- [What you need to do]:
In the records below, find the line containing "bites, before clamping to [0, 1]" and the line containing "pub struct ModelConstants"; please repeat exactly the lines from one to the other, both included, and nothing more.

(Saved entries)
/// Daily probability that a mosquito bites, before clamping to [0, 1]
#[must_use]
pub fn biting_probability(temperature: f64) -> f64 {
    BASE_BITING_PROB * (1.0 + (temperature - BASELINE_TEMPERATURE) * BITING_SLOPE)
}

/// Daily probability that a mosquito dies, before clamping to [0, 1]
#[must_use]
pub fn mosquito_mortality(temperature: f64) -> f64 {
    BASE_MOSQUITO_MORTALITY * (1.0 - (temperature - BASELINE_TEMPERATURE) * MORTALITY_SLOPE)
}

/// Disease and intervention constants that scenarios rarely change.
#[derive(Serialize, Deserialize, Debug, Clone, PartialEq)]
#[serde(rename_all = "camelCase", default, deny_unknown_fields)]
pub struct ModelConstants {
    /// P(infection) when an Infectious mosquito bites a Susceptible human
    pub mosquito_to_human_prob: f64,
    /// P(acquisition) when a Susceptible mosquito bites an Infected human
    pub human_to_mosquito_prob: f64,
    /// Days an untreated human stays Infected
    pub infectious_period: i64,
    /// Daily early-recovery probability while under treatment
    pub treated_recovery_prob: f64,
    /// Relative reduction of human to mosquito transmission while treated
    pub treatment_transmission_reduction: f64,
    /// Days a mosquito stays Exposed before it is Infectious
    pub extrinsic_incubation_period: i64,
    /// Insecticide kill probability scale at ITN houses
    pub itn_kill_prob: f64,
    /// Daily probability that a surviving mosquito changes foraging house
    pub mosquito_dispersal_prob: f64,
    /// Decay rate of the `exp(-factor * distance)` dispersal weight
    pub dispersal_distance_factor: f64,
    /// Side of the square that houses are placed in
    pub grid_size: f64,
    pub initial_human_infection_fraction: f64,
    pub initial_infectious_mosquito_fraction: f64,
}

...

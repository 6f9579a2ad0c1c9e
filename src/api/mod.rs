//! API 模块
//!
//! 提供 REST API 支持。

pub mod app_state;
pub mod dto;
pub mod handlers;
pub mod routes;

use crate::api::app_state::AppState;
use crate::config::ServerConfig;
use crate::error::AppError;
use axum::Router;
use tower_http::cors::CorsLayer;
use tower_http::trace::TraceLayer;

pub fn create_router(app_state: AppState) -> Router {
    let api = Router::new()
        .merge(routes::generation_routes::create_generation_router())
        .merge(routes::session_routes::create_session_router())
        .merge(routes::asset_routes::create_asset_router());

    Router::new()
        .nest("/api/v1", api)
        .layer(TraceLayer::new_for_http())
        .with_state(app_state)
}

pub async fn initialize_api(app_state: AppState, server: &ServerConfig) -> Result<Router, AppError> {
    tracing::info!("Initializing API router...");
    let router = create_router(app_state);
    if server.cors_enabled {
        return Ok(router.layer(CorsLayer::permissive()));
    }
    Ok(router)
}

---

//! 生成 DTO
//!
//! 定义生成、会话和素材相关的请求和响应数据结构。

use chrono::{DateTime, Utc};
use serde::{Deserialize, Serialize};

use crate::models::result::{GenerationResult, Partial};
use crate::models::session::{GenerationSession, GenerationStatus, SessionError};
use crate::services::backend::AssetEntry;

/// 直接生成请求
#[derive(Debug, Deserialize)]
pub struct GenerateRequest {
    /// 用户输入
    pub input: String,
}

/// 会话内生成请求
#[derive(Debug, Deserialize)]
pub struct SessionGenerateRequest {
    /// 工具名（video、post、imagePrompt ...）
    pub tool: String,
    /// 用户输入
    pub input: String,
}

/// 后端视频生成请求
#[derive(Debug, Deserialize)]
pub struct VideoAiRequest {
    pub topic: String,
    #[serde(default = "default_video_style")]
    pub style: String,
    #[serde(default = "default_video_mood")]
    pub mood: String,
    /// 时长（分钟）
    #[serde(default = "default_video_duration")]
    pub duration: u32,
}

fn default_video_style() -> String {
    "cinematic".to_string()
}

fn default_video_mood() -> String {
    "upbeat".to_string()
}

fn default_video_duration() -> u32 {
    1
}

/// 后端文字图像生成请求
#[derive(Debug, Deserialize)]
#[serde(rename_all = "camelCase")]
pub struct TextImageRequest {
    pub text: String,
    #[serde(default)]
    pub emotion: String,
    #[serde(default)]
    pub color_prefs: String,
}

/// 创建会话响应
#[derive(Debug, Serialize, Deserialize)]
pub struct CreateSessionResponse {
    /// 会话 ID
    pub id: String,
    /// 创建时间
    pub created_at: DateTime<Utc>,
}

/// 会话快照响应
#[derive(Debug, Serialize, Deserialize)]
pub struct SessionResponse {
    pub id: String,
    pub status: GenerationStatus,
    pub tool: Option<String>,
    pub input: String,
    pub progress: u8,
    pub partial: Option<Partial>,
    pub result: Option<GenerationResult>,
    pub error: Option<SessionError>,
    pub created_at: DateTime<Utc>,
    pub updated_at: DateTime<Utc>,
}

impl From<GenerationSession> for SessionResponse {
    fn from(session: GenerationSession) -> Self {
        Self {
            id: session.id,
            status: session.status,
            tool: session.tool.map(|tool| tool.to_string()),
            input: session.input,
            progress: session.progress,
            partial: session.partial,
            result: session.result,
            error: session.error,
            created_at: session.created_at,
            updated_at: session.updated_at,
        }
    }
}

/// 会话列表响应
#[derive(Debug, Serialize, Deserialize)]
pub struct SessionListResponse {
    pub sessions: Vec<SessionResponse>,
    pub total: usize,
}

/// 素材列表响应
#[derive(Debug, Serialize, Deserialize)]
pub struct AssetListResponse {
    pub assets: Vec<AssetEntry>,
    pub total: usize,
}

- [Result of this task]:
/// Daily probability that a mosquito bites, before clamping to [0, 1]
#[must_use]
pub fn biting_probability(temperature: f64) -> f64 {
    BASE_BITING_PROB * (1.0 + (temperature - BASELINE_TEMPERATURE) * BITING_SLOPE)
}

/// Daily probability that a mosquito dies, before clamping to [0, 1]
#[must_use]
pub fn mosquito_mortality(temperature: f64) -> f64 {
    BASE_MOSQUITO_MORTALITY * (1.0 - (temperature - BASELINE_TEMPERATURE) * MORTALITY_SLOPE)
}

/// Disease and intervention constants that scenarios rarely change.
#[derive(Serialize, Deserialize, Debug, Clone, PartialEq)]
#[serde(rename_all = "camelCase", default, deny_unknown_fields)]
pub struct ModelConstants {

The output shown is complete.